▶ **DIRECTIONS**:
Among the entries that follow, how many lines contain the word "private"? Give the number alone.
----------
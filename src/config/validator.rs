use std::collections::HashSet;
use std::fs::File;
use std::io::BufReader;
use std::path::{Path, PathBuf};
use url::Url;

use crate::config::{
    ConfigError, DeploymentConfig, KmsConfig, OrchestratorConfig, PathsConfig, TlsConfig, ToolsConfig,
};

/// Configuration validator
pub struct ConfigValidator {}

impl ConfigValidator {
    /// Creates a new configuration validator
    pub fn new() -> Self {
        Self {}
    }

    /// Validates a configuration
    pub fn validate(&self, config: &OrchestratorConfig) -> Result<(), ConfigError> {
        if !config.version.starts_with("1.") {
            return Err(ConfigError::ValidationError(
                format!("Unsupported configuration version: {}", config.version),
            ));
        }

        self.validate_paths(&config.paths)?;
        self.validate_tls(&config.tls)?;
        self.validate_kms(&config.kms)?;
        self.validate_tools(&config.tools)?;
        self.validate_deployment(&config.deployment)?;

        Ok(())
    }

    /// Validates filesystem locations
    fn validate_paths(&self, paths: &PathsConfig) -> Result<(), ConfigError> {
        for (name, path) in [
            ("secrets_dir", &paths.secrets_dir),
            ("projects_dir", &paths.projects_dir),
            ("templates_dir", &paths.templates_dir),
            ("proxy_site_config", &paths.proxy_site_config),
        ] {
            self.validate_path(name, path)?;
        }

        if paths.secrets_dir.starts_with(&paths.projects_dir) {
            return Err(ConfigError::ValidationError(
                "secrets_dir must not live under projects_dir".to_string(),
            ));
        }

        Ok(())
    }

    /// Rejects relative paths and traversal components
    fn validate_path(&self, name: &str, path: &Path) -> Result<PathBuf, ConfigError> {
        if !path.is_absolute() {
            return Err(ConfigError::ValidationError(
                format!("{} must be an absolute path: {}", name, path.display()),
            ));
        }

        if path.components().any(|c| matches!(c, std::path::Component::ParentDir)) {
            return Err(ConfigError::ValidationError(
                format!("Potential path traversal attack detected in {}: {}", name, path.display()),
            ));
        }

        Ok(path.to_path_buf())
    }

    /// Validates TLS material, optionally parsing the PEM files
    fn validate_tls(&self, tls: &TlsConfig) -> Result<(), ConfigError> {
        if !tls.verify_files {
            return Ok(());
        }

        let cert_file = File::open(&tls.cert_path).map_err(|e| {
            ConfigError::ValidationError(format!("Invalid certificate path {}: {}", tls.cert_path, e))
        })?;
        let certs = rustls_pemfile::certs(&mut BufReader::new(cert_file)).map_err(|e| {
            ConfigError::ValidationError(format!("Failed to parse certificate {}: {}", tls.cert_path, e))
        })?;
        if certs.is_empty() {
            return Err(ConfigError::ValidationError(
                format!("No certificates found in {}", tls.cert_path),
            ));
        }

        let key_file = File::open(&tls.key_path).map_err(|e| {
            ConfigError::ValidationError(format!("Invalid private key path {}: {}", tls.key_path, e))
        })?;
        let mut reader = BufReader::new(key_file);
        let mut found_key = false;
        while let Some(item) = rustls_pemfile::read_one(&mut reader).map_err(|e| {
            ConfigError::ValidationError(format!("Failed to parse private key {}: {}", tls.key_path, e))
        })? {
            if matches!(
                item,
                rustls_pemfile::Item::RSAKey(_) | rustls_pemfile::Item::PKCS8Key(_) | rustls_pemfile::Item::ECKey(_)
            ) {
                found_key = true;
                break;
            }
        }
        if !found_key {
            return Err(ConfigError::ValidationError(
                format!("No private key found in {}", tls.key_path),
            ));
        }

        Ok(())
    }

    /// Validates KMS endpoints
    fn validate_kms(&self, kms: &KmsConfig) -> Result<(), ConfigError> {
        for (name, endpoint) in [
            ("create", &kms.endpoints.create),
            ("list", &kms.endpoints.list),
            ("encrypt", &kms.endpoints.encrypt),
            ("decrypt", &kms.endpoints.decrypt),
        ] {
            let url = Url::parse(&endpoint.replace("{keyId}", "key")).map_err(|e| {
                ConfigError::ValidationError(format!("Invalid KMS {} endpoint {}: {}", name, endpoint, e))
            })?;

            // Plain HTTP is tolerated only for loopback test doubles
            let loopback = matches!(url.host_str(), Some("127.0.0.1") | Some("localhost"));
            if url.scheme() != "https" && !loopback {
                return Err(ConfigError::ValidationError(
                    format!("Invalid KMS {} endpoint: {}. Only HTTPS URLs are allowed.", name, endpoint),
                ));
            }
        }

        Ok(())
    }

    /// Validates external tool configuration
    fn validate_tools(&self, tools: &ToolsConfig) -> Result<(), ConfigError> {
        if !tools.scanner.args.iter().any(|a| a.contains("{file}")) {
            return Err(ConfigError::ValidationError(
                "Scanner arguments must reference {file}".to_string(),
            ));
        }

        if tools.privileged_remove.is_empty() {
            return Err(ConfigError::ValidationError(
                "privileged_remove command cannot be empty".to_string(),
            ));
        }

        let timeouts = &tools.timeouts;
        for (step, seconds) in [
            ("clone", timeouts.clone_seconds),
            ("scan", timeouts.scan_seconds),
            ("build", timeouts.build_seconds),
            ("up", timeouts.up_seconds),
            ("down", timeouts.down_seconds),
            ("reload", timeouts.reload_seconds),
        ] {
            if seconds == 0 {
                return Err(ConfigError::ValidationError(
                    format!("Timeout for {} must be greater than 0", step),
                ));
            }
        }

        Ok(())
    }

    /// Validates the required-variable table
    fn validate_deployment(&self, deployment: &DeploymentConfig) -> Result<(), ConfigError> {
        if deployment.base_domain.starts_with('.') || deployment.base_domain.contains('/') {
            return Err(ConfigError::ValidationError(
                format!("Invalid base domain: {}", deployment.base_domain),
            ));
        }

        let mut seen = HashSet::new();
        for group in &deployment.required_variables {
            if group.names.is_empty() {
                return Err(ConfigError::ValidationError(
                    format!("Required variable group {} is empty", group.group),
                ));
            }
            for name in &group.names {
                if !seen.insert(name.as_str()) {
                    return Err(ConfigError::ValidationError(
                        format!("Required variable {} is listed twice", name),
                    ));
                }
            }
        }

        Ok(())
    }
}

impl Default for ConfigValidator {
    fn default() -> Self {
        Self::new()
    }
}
----------
▶ **EXERCISE SOLUTION**:
3